● Input for this task

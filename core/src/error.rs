//! Error types for the Airtable client.
//!
//! # Design
//! Two outcomes matter to callers: the service answered with a non-2xx
//! status (`Api`), or it answered 2xx with a body that does not have the
//! shape the operation expects (`BadResponse`). Status codes are not
//! classified further; the raw status and body are handed back as-is.
//! Failures below HTTP (DNS, refused connection, timeout) come from the
//! transport and are carried in `Transport` without reinterpretation.

use thiserror::Error;

/// Error produced by a [`Transport`](crate::http::Transport) that could not
/// obtain any HTTP response.
pub type TransportError = Box<dyn std::error::Error + Send + Sync>;

/// Result alias used throughout the crate.
pub type Result<T> = std::result::Result<T, AirtableError>;

/// Errors returned by `AirtableClient` operations and `TableEndpoint` parsers.
#[derive(Debug, Error)]
pub enum AirtableError {
    /// The service returned a non-2xx status.
    #[error("airtable API error (HTTP {status}): {body}")]
    Api { status: u16, body: String },

    /// The service returned 2xx but the body did not match the expected shape.
    #[error("bad response from airtable: {0}")]
    BadResponse(String),

    /// The request never produced a response.
    #[error("transport error: {0}")]
    Transport(#[source] TransportError),

    /// The request payload could not be serialized to JSON.
    #[error("serialization failed: {0}")]
    Serialization(#[from] serde_json::Error),
}

impl AirtableError {
    pub(crate) fn bad_response(msg: impl Into<String>) -> Self {
        AirtableError::BadResponse(msg.into())
    }

    /// HTTP status of an `Api` error, `None` for every other kind.
    pub fn status(&self) -> Option<u16> {
        match self {
            AirtableError::Api { status, .. } => Some(*status),
            _ => None,
        }
    }
}
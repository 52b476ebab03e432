//! Connection and table configuration holders.

use std::fmt;

/// Root of the public Airtable REST API.
pub const DEFAULT_BASE_URL: &str = "https://api.airtable.com/v0";

/// Credentials and location of an Airtable base.
#[derive(Clone, PartialEq, Eq)]
pub struct ConnectionInfo {
    base_id: String,
    api_key: String,
    base_url: String,
}

impl ConnectionInfo {
    pub fn new(base_id: impl Into<String>, api_key: impl Into<String>) -> Self {
        Self {
            base_id: base_id.into(),
            api_key: api_key.into(),
            base_url: DEFAULT_BASE_URL.to_string(),
        }
    }

    /// Point the connection at a different API root, e.g. a local mock.
    pub fn with_base_url(mut self, base_url: &str) -> Self {
        self.base_url = base_url.trim_end_matches('/').to_string();
        self
    }

    /// Read `AIRTABLE_BASE_ID` and `AIRTABLE_API_KEY` (plus the optional
    /// `AIRTABLE_BASE_URL`) from the environment.
    ///
    /// Returns `None` if either required variable is unset.
    pub fn from_env() -> Option<Self> {
        let base_id = std::env::var("AIRTABLE_BASE_ID").ok()?;
        let api_key = std::env::var("AIRTABLE_API_KEY").ok()?;
        let info = Self::new(base_id, api_key);
        Some(match std::env::var("AIRTABLE_BASE_URL") {
            Ok(url) => info.with_base_url(&url),
            Err(_) => info,
        })
    }

    pub fn base_id(&self) -> &str {
        &self.base_id
    }

    pub fn api_key(&self) -> &str {
        &self.api_key
    }

    pub fn base_url(&self) -> &str {
        &self.base_url
    }
}

impl fmt::Debug for ConnectionInfo {
    fn fmt(&self, f: &mut fmt::Formatter<'_>) -> fmt::Result {
        f.debug_struct("ConnectionInfo")
            .field("base_id", &self.base_id)
            .field("api_key", &"<redacted>")
            .field("base_url", &self.base_url)
            .finish()
    }
}

/// A table within a base, plus the column used to look records up by id.
#[derive(Debug, Clone, PartialEq, Eq)]
pub struct TableInfo {
    name: String,
    id_column: String,
}

impl TableInfo {
    pub fn new(name: impl Into<String>, id_column: impl Into<String>) -> Self {
        Self {
            name: name.into(),
            id_column: id_column.into(),
        }
    }

    pub fn name(&self) -> &str {
        &self.name
    }

    pub fn id_column(&self) -> &str {
        &self.id_column
    }
}
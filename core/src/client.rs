//! Airtable client: a `TableEndpoint` paired with a `Transport`.
//!
//! # Design
//! The client adds no state of its own beyond what `TableEndpoint` fixes at
//! construction. Every operation issues exactly one request per page and
//! blocks on it; nothing is retried or cached. Listing operations return a
//! lazy [`Records`] iterator instead of a collected `Vec`.

use std::collections::BTreeMap;

use tracing::debug;

use crate::config::{ConnectionInfo, TableInfo};
use crate::endpoint::TableEndpoint;
use crate::error::{AirtableError, Result};
use crate::http::{HttpRequest, HttpResponse, Transport};
use crate::pages::Records;
use crate::transport::UreqTransport;
use crate::types::{CellFormatOptions, Fields, ListParams, Record, RecordPage};

/// Blocking client for one Airtable table.
#[derive(Debug, Clone)]
pub struct AirtableClient<T = UreqTransport> {
    endpoint: TableEndpoint,
    transport: T,
}

impl AirtableClient<UreqTransport> {
    pub fn new(connection: &ConnectionInfo, table: &TableInfo) -> Self {
        Self::with_transport(connection, table, UreqTransport::new())
    }
}

impl<T: Transport> AirtableClient<T> {
    pub fn with_transport(connection: &ConnectionInfo, table: &TableInfo, transport: T) -> Self {
        Self {
            endpoint: TableEndpoint::new(connection, table),
            transport,
        }
    }

    pub fn endpoint(&self) -> &TableEndpoint {
        &self.endpoint
    }

    /// Every record of the table, following pagination lazily.
    pub fn list_records(&self, params: &ListParams) -> Records<'_> {
        let params = params.clone();
        Records::new(
            move |offset| self.endpoint.build_list_records(&params, offset),
            move |request| self.fetch_page(request),
        )
    }

    /// The single record whose id column contains `id`.
    ///
    /// Zero or several matches are reported as `BadResponse`.
    pub fn get_record(&self, id: &str, cell_format: &CellFormatOptions) -> Result<Record> {
        let request = self.endpoint.build_get_record(id, cell_format);
        let response = self.send(request)?;
        self.endpoint.parse_single_record(response)
    }

    /// Records whose columns equal the given values, following pagination
    /// lazily. `None` or empty values do not constrain the query.
    ///
    /// Pass [`ListParams::unpaged`] for the usual defaults; unlike
    /// `list_records`, this query sends no `pageSize` unless asked to.
    pub fn get_records_by_fields(
        &self,
        fields: &BTreeMap<String, Option<String>>,
        params: &ListParams,
    ) -> Records<'_> {
        let fields = fields.clone();
        let params = params.clone();
        Records::new(
            move |offset| self.endpoint.build_records_by_fields(&fields, &params, offset),
            move |request| self.fetch_page(request),
        )
    }

    /// Create one record and return it with its assigned id.
    pub fn create_record(&self, fields: &Fields) -> Result<Record> {
        let request = self.endpoint.build_create_record(fields)?;
        let response = self.send(request)?;
        self.endpoint.parse_single_record(response)
    }

    /// Replace the fields of record `id`.
    pub fn update_record(&self, id: &str, fields: &Fields) -> Result<Record> {
        let request = self.endpoint.build_update_record(id, fields)?;
        let response = self.send(request)?;
        self.endpoint.parse_update_record(response)
    }

    fn fetch_page(&self, request: HttpRequest) -> Result<RecordPage> {
        let response = self.send(request)?;
        self.endpoint.parse_record_page(response)
    }

    fn send(&self, request: HttpRequest) -> Result<HttpResponse> {
        debug!(method = request.method.as_str(), url = %request.url, "sending airtable request");
        self.transport
            .execute(request)
            .map_err(AirtableError::Transport)
    }
}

● What you will do
Repeat every line of the data precisely.

● Response area
filename core/src/error.rs
//! Error types for the Airtable client.
//!
//! # Design
//! Two outcomes matter to callers: the service answered with a non-2xx
//! status (`Api`), or it answered 2xx with a body that does not have the
//! shape the operation expects (`BadResponse`). Status codes are not
//! classified further; the raw status and body are handed back as-is.
//! Failures below HTTP (DNS, refused connection, timeout) come from the
//! transport and are carried in `Transport` without reinterpretation.

use thiserror::Error;

/// Error produced by a [`Transport`](crate::http::Transport) that could not
/// obtain any HTTP response.
pub type TransportError = Box<dyn std::error::Error + Send + Sync>;

/// Result alias used throughout the crate.
pub type Result<T> = std::result::Result<T, AirtableError>;

/// Errors returned by `AirtableClient` operations and `TableEndpoint` parsers.
#[derive(Debug, Error)]
pub enum AirtableError {
    /// The service returned a non-2xx status.
    #[error("airtable API error (HTTP {status}): {body}")]
    Api { status: u16, body: String },

    /// The service returned 2xx but the body did not match the expected shape.
    #[error("bad response from airtable: {0}")]
    BadResponse(String),

    /// The request never produced a response.
    #[error("transport error: {0}")]
    Transport(#[source] TransportError),

    /// The request payload could not be serialized to JSON.
    #[error("serialization failed: {0}")]
    Serialization(#[from] serde_json::Error),
}

impl AirtableError {
    pub(crate) fn bad_response(msg: impl Into<String>) -> Self {
        AirtableError::BadResponse(msg.into())
    }

    /// HTTP status of an `Api` error, `None` for every other kind.
    pub fn status(&self) -> Option<u16> {
        match self {
            AirtableError::Api { status, .. } => Some(*status),
            _ => None,
        }
    }
}
repository 52b476ebab03e432
//! Connection and table configuration holders.

use std::fmt;

/// Root of the public Airtable REST API.
pub const DEFAULT_BASE_URL: &str = "https://api.airtable.com/v0";

/// Credentials and location of an Airtable base.
#[derive(Clone, PartialEq, Eq)]
pub struct ConnectionInfo {
    base_id: String,
    api_key: String,
    base_url: String,
}

impl ConnectionInfo {
    pub fn new(base_id: impl Into<String>, api_key: impl Into<String>) -> Self {
        Self {
            base_id: base_id.into(),
            api_key: api_key.into(),
            base_url: DEFAULT_BASE_URL.to_string(),
        }
    }

    /// Point the connection at a different API root, e.g. a local mock.
    pub fn with_base_url(mut self, base_url: &str) -> Self {
        self.base_url = base_url.trim_end_matches('/').to_string();
        self
    }

    /// Read `AIRTABLE_BASE_ID` and `AIRTABLE_API_KEY` (plus the optional
    /// `AIRTABLE_BASE_URL`) from the environment.
    ///
    /// Returns `None` if either required variable is unset.
    pub fn from_env() -> Option<Self> {
        let base_id = std::env::var("AIRTABLE_BASE_ID").ok()?;
        let api_key = std::env::var("AIRTABLE_API_KEY").ok()?;
        let info = Self::new(base_id, api_key);
        Some(match std::env::var("AIRTABLE_BASE_URL") {
            Ok(url) => info.with_base_url(&url),
            Err(_) => info,
        })
    }

    pub fn base_id(&self) -> &str {
        &self.base_id
    }

    pub fn api_key(&self) -> &str {
        &self.api_key
    }

    pub fn base_url(&self) -> &str {
        &self.base_url
    }
}

impl fmt::Debug for ConnectionInfo {
    fn fmt(&self, f: &mut fmt::Formatter<'_>) -> fmt::Result {
        f.debug_struct("ConnectionInfo")
            .field("base_id", &self.base_id)
            .field("api_key", &"<redacted>")
            .field("base_url", &self.base_url)
            .finish()
    }
}

/// A table within a base, plus the column used to look records up by id.
#[derive(Debug, Clone, PartialEq, Eq)]
pub struct TableInfo {
    name: String,
    id_column: String,
}

impl TableInfo {
    pub fn new(name: impl Into<String>, id_column: impl Into<String>) -> Self {
        Self {
            name: name.into(),
            id_column: id_column.into(),
        }
    }

    pub fn name(&self) -> &str {
        &self.name
    }

    pub fn id_column(&self) -> &str {
        &self.id_column
    }
}
filename core/src/client.rs
//! Airtable client: a `TableEndpoint` paired with a `Transport`.
//!
//! # Design
//! The client adds no state of its own beyond what `TableEndpoint` fixes at
//! construction. Every operation issues exactly one request per page and
//! blocks on it; nothing is retried or cached. Listing operations return a
//! lazy [`Records`] iterator instead of a collected `Vec`.

use std::collections::BTreeMap;

use tracing::debug;

use crate::config::{ConnectionInfo, TableInfo};
use crate::endpoint::TableEndpoint;
use crate::error::{AirtableError, Result};
use crate::http::{HttpRequest, HttpResponse, Transport};
use crate::pages::Records;
use crate::transport::UreqTransport;
use crate::types::{CellFormatOptions, Fields, ListParams, Record, RecordPage};

/// Blocking client for one Airtable table.
#[derive(Debug, Clone)]
pub struct AirtableClient<T = UreqTransport> {
    endpoint: TableEndpoint,
    transport: T,
}

impl AirtableClient<UreqTransport> {
    pub fn new(connection: &ConnectionInfo, table: &TableInfo) -> Self {
        Self::with_transport(connection, table, UreqTransport::new())
    }
}

impl<T: Transport> AirtableClient<T> {
    pub fn with_transport(connection: &ConnectionInfo, table: &TableInfo, transport: T) -> Self {
        Self {
            endpoint: TableEndpoint::new(connection, table),
            transport,
        }
    }

    pub fn endpoint(&self) -> &TableEndpoint {
        &self.endpoint
    }

    /// Every record of the table, following pagination lazily.
    pub fn list_records(&self, params: &ListParams) -> Records<'_> {
        let params = params.clone();
        Records::new(
            move |offset| self.endpoint.build_list_records(&params, offset),
            move |request| self.fetch_page(request),
        )
    }

    /// The single record whose id column contains `id`.
    ///
    /// Zero or several matches are reported as `BadResponse`.
    pub fn get_record(&self, id: &str, cell_format: &CellFormatOptions) -> Result<Record> {
        let request = self.endpoint.build_get_record(id, cell_format);
        let response = self.send(request)?;
        self.endpoint.parse_single_record(response)
    }

    /// Records whose columns equal the given values, following pagination
    /// lazily. `None` or empty values do not constrain the query.
    ///
    /// Pass [`ListParams::unpaged`] for the usual defaults; unlike
    /// `list_records`, this query sends no `pageSize` unless asked to.
    pub fn get_records_by_fields(
        &self,
        fields: &BTreeMap<String, Option<String>>,
        params: &ListParams,
    ) -> Records<'_> {
        let fields = fields.clone();
        let params = params.clone();
        Records::new(
            move |offset| self.endpoint.build_records_by_fields(&fields, &params, offset),
            move |request| self.fetch_page(request),
        )
    }

    /// Create one record and return it with its assigned id.
    pub fn create_record(&self, fields: &Fields) -> Result<Record> {
        let request = self.endpoint.build_create_record(fields)?;
        let response = self.send(request)?;
        self.endpoint.parse_single_record(response)
    }

    /// Replace the fields of record `id`.
    pub fn update_record(&self, id: &str, fields: &Fields) -> Result<Record> {
        let request = self.endpoint.build_update_record(id, fields)?;
        let response = self.send(request)?;
        self.endpoint.parse_update_record(response)
    }

    fn fetch_page(&self, request: HttpRequest) -> Result<RecordPage> {
        let response = self.send(request)?;
        self.endpoint.parse_record_page(response)
    }

    fn send(&self, request: HttpRequest) -> Result<HttpResponse> {
        debug!(method = request.method.as_str(), url = %request.url, "sending airtable request");
        self.transport
            .execute(request)
            .map_err(AirtableError::Transport)
    }
}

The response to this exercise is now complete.